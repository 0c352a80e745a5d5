//! # Arm Barrier
//!
//! Rendezvous point for synchronized channel starts. Each participating
//! channel arms, then blocks on the barrier; once every expected
//! participant has arrived they are all released together, so both DACs
//! begin streaming within one scheduler quantum of each other.
//!
//! A session is created with the participant count up front. If any
//! participant times out or aborts, the whole session aborts and every
//! waiter is woken with an error, so no channel is left transmitting
//! alone after a failed synchronized start. An independent
//! (unsynchronized) start is just a one-participant session, which
//! releases immediately.

use std::sync::{Condvar, Mutex};
use std::time::{Duration, Instant};

/// Errors from barrier operations.
#[derive(Debug, Clone, Copy, PartialEq, Eq, thiserror::Error)]
pub enum SyncError {
    #[error("timed out waiting for the other channel to arm")]
    Timeout,

    #[error("synchronized start was aborted")]
    Aborted,

    #[error("a synchronized start is already in progress")]
    SessionActive,

    #[error("sync token does not match the current session")]
    StaleToken,

    #[error("participant count must be at least 1")]
    NoParticipants,
}

/// Handle tying a participant to one barrier session.
#[derive(Debug, Clone, Copy, PartialEq, Eq)]
pub struct SyncToken {
    generation: u64,
}

#[derive(Debug, Default)]
struct Session {
    generation: u64,
    expected: usize,
    armed: usize,
    released: bool,
    aborted: bool,
    active: bool,
}

impl Session {
    fn finished(&self) -> bool {
        self.released || self.aborted
    }
}

/// Rendezvous barrier for synchronized channel starts.
#[derive(Debug, Default)]
pub struct ArmBarrier {
    session: Mutex<Session>,
    cond: Condvar,
}

impl ArmBarrier {
    pub fn new() -> Self {
        Self::default()
    }

    /// Open a new session expecting `participants` arrivals.
    ///
    /// Fails if a session is still in flight. A finished session is
    /// replaced.
    pub fn begin(&self, participants: usize) -> Result<SyncToken, SyncError> {
        if participants == 0 {
            return Err(SyncError::NoParticipants);
        }
        let mut session = self.session.lock().unwrap();
        if session.active && !session.finished() {
            return Err(SyncError::SessionActive);
        }
        session.generation += 1;
        session.expected = participants;
        session.armed = 0;
        session.released = false;
        session.aborted = false;
        session.active = true;
        Ok(SyncToken {
            generation: session.generation,
        })
    }

    /// Report this participant as armed and block until the session
    /// releases, aborts, or `timeout` elapses.
    ///
    /// A timeout aborts the session so the remaining waiters fail fast
    /// instead of streaming unaccompanied.
    pub fn wait_armed(&self, token: SyncToken, timeout: Duration) -> Result<(), SyncError> {
        let deadline = Instant::now() + timeout;
        let mut session = self.session.lock().unwrap();
        if session.generation != token.generation {
            return Err(SyncError::StaleToken);
        }
        if session.aborted {
            return Err(SyncError::Aborted);
        }
        session.armed += 1;
        if session.armed >= session.expected {
            session.released = true;
            self.cond.notify_all();
            return Ok(());
        }
        while !session.finished() {
            let now = Instant::now();
            if now >= deadline {
                session.aborted = true;
                self.cond.notify_all();
                return Err(SyncError::Timeout);
            }
            let (guard, _) = self
                .cond
                .wait_timeout(session, deadline - now)
                .unwrap();
            session = guard;
            if session.generation != token.generation {
                return Err(SyncError::StaleToken);
            }
        }
        if session.aborted {
            Err(SyncError::Aborted)
        } else {
            Ok(())
        }
    }

    /// Abort the current session, waking every waiter with an error.
    pub fn abort(&self, token: SyncToken) -> Result<(), SyncError> {
        let mut session = self.session.lock().unwrap();
        if session.generation != token.generation {
            return Err(SyncError::StaleToken);
        }
        if !session.released {
            session.aborted = true;
            self.cond.notify_all();
        }
        Ok(())
    }
}

#[cfg(test)]
mod tests {
    use super::*;
    use std::sync::Arc;
    use std::thread;

    #[test]
    fn test_single_participant_releases_immediately() {
        let barrier = ArmBarrier::new();
        let token = barrier.begin(1).unwrap();
        barrier
            .wait_armed(token, Duration::from_millis(1))
            .unwrap();
    }

    #[test]
    fn test_two_participants_rendezvous() {
        let barrier = Arc::new(ArmBarrier::new());
        let token = barrier.begin(2).unwrap();
        let other = Arc::clone(&barrier);
        let handle = thread::spawn(move || other.wait_armed(token, Duration::from_secs(5)));
        barrier
            .wait_armed(token, Duration::from_secs(5))
            .unwrap();
        handle.join().unwrap().unwrap();
    }

    #[test]
    fn test_timeout_aborts_session() {
        let barrier = ArmBarrier::new();
        let token = barrier.begin(2).unwrap();
        let err = barrier
            .wait_armed(token, Duration::from_millis(20))
            .unwrap_err();
        assert_eq!(err, SyncError::Timeout);
        // A late arrival on the aborted session fails too.
        let err = barrier
            .wait_armed(token, Duration::from_millis(20))
            .unwrap_err();
        assert_eq!(err, SyncError::Aborted);
    }

    #[test]
    fn test_abort_wakes_waiter() {
        let barrier = Arc::new(ArmBarrier::new());
        let token = barrier.begin(2).unwrap();
        let other = Arc::clone(&barrier);
        let handle = thread::spawn(move || other.wait_armed(token, Duration::from_secs(5)));
        thread::sleep(Duration::from_millis(50));
        barrier.abort(token).unwrap();
        assert_eq!(handle.join().unwrap().unwrap_err(), SyncError::Aborted);
    }

    #[test]
    fn test_second_begin_while_active_fails() {
        let barrier = ArmBarrier::new();
        let _token = barrier.begin(2).unwrap();
        assert_eq!(barrier.begin(2).unwrap_err(), SyncError::SessionActive);
    }

    #[test]
    fn test_finished_session_can_be_replaced() {
        let barrier = ArmBarrier::new();
        let token = barrier.begin(1).unwrap();
        barrier.wait_armed(token, Duration::from_millis(1)).unwrap();
        let token2 = barrier.begin(1).unwrap();
        assert_ne!(token, token2);
        // The old token is now stale.
        assert_eq!(
            barrier.wait_armed(token, Duration::from_millis(1)),
            Err(SyncError::StaleToken)
        );
    }

    #[test]
    fn test_zero_participants_rejected() {
        let barrier = ArmBarrier::new();
        assert_eq!(barrier.begin(0).unwrap_err(), SyncError::NoParticipants);
    }
}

* _Exercise brief_
Return all the lines shown above, precisely as they stand.

* _Answer space_
repository 0c352a80e745a5d5
//! # Arm Barrier
//!
//! Rendezvous point for synchronized channel starts. Each participating
//! channel arms, then blocks on the barrier; once every expected
//! participant has arrived they are all released together, so both DACs
//! begin streaming within one scheduler quantum of each other.
//!
//! A session is created with the participant count up front. If any
//! participant times out or aborts, the whole session aborts and every
//! waiter is woken with an error, so no channel is left transmitting
//! alone after a failed synchronized start. An independent
//! (unsynchronized) start is just a one-participant session, which
//! releases immediately.

use std::sync::{Condvar, Mutex};
use std::time::{Duration, Instant};

/// Errors from barrier operations.
#[derive(Debug, Clone, Copy, PartialEq, Eq, thiserror::Error)]
pub enum SyncError {
    #[error("timed out waiting for the other channel to arm")]
    Timeout,

    #[error("synchronized start was aborted")]
    Aborted,

    #[error("a synchronized start is already in progress")]
    SessionActive,

    #[error("sync token does not match the current session")]
    StaleToken,

    #[error("participant count must be at least 1")]
    NoParticipants,
}

/// Handle tying a participant to one barrier session.
#[derive(Debug, Clone, Copy, PartialEq, Eq)]
pub struct SyncToken {
    generation: u64,
}

#[derive(Debug, Default)]
struct Session {
    generation: u64,
    expected: usize,
    armed: usize,
    released: bool,
    aborted: bool,
    active: bool,
}

impl Session {
    fn finished(&self) -> bool {
        self.released || self.aborted
    }
}

/// Rendezvous barrier for synchronized channel starts.
#[derive(Debug, Default)]
pub struct ArmBarrier {
    session: Mutex<Session>,
    cond: Condvar,
}

impl ArmBarrier {
    pub fn new() -> Self {
        Self::default()
    }

    /// Open a new session expecting `participants` arrivals.
    ///
    /// Fails if a session is still in flight. A finished session is
    /// replaced.
    pub fn begin(&self, participants: usize) -> Result<SyncToken, SyncError> {
        if participants == 0 {
            return Err(SyncError::NoParticipants);
        }
        let mut session = self.session.lock().unwrap();
        if session.active && !session.finished() {
            return Err(SyncError::SessionActive);
        }
        session.generation += 1;
        session.expected = participants;
        session.armed = 0;
        session.released = false;
        session.aborted = false;
        session.active = true;
        Ok(SyncToken {
            generation: session.generation,
        })
    }

    /// Report this participant as armed and block until the session
    /// releases, aborts, or `timeout` elapses.
    ///
    /// A timeout aborts the session so the remaining waiters fail fast
    /// instead of streaming unaccompanied.
    pub fn wait_armed(&self, token: SyncToken, timeout: Duration) -> Result<(), SyncError> {
        let deadline = Instant::now() + timeout;
        let mut session = self.session.lock().unwrap();
        if session.generation != token.generation {
            return Err(SyncError::StaleToken);
        }
        if session.aborted {
            return Err(SyncError::Aborted);
        }
        session.armed += 1;
        if session.armed >= session.expected {
            session.released = true;
            self.cond.notify_all();
            return Ok(());
        }
        while !session.finished() {
            let now = Instant::now();
            if now >= deadline {
                session.aborted = true;
                self.cond.notify_all();
                return Err(SyncError::Timeout);
            }
            let (guard, _) = self
                .cond
                .wait_timeout(session, deadline - now)
                .unwrap();
            session = guard;
            if session.generation != token.generation {
                return Err(SyncError::StaleToken);
            }
        }
        if session.aborted {
            Err(SyncError::Aborted)
        } else {
            Ok(())
        }
    }

    /// Abort the current session, waking every waiter with an error.
    pub fn abort(&self, token: SyncToken) -> Result<(), SyncError> {
        let mut session = self.session.lock().unwrap();
        if session.generation != token.generation {
            return Err(SyncError::StaleToken);
        }
        if !session.released {
            session.aborted = true;
            self.cond.notify_all();
        }
        Ok(())
    }
}

#[cfg(test)]
mod tests {
    use super::*;
    use std::sync::Arc;
    use std::thread;

    #[test]
    fn test_single_participant_releases_immediately() {
        let barrier = ArmBarrier::new();
        let token = barrier.begin(1).unwrap();
        barrier
            .wait_armed(token, Duration::from_millis(1))
            .unwrap();
    }

    #[test]
    fn test_two_participants_rendezvous() {
        let barrier = Arc::new(ArmBarrier::new());
        let token = barrier.begin(2).unwrap();
        let other = Arc::clone(&barrier);
        let handle = thread::spawn(move || other.wait_armed(token, Duration::from_secs(5)));
        barrier
            .wait_armed(token, Duration::from_secs(5))
            .unwrap();
        handle.join().unwrap().unwrap();
    }

    #[test]
    fn test_timeout_aborts_session() {
        let barrier = ArmBarrier::new();
        let token = barrier.begin(2).unwrap();
        let err = barrier
            .wait_armed(token, Duration::from_millis(20))
            .unwrap_err();
        assert_eq!(err, SyncError::Timeout);
        // A late arrival on the aborted session fails too.
        let err = barrier
            .wait_armed(token, Duration::from_millis(20))
            .unwrap_err();
        assert_eq!(err, SyncError::Aborted);
    }

    #[test]
    fn test_abort_wakes_waiter() {
        let barrier = Arc::new(ArmBarrier::new());
        let token = barrier.begin(2).unwrap();
        let other = Arc::clone(&barrier);
        let handle = thread::spawn(move || other.wait_armed(token, Duration::from_secs(5)));
        thread::sleep(Duration::from_millis(50));
        barrier.abort(token).unwrap();
        assert_eq!(handle.join().unwrap().unwrap_err(), SyncError::Aborted);
    }

    #[test]
    fn test_second_begin_while_active_fails() {
        let barrier = ArmBarrier::new();
        let _token = barrier.begin(2).unwrap();
        assert_eq!(barrier.begin(2).unwrap_err(), SyncError::SessionActive);
    }

    #[test]
    fn test_finished_session_can_be_replaced() {
        let barrier = ArmBarrier::new();
        let token = barrier.begin(1).unwrap();
        barrier.wait_armed(token, Duration::from_millis(1)).unwrap();
        let token2 = barrier.begin(1).unwrap();
        assert_ne!(token, token2);
        // The old token is now stale.
        assert_eq!(
            barrier.wait_armed(token, Duration::from_millis(1)),
            Err(SyncError::StaleToken)
        );
    }

    #[test]
    fn test_zero_participants_rejected() {
        let barrier = ArmBarrier::new();
        assert_eq!(barrier.begin(0).unwrap_err(), SyncError::NoParticipants);
    }
}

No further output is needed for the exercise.